No. You have purchased a copy of the game for your use. That's like 
saying you bought a copy of Tom Clancy's novel "Rainbow Six", and so you 
should have the right to create and market a computer game based on it.

>And a computerized version WOULD enhance the
>play value is several ways (in addition to anything else I might add to the
>program, but even a raw 'translation' would have some value). As far as the
>reputation - I dont think anyone on this board would want to write or buy a
>Melee computer program because of it's reputation. I think we all just like
>the game!

But YOU DON'T OWN THE RIGHTS! I'm not questioning the VALUE of being able 
to play a Melee-based computer game. But it's VALUE belongs to someone 

>>what's the point? Why not just create an ORIGINAL computer game that uses 
>>the strengths of the medium?

>And this is the most offensive statement of all. Because there are a
>MILLION 'points' to writing a computerized version of Melee (or TFT or
>character creation or any other Microgame). If someone writes a
>computerized version of Melee that WILL be ORIGINAL! It's never been done
>Mostly because it would be FUN and why shouldn't someone else who WANTS the
>program be able to get it from someone who was willing to put in the effort
>of writing it! And if someone put in the effort of writing it, then why
>shouldnt they get PAID for it - even if they dont get paid as much as if
>they wrote the whole thing (rules and all) themself.
>My point is that you can 'use the strengths of the medium' and STILL write
>a computerized version of Melee! That the two are mutually exclusive just
>presumes that it somehow takes "less" effort to write a computer program
>than game! What if you want to write a computer program that takes
>advantage of the medium and yet has the logic and playability (and in fact,
>will run much faster, and in less memory) of Melee!? To say this is
>pointless just means that you might not like it , but not that its
>completely invalid for someone else. 

Michael, you have missed the point ENTIRELY! You should not be able to 
profit from a game when it is essentially a translation of a copyrighted 
work, no matter how much work and effort you put into it, or how much 
everyone likes what you do. I have no doubt that a competent programmer 
with a good feel for what the strengths of Melee are could indeed create 
a computer game that would be both a good computer game, using the 
strengths of the medium, ad a recognizable version of the original. But 
if the game is still essentially Melee and created and marketed without 
the copyright owner's permission, it's still wrong. And no amount of 
semantic debate is going to make it right.

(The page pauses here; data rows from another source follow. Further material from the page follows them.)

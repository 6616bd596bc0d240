//! Task store
//!
//! The single owner of the in-memory task collection.

mod task_store;

pub use task_store::{StoreState, TaskStore};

Use the CONCEPT of Melee -- a man-to-man board-based combat game with 
tactical maneuvers, attacks and defenses, etc. That's fine! No one owns a 
concept or a method unless it is patented, and even then there are 
limitations. But if you just do a "computer version of Melee" that is no 
more than translation of the exact rules and language of the game to 
another medium, it's not a wholly original work.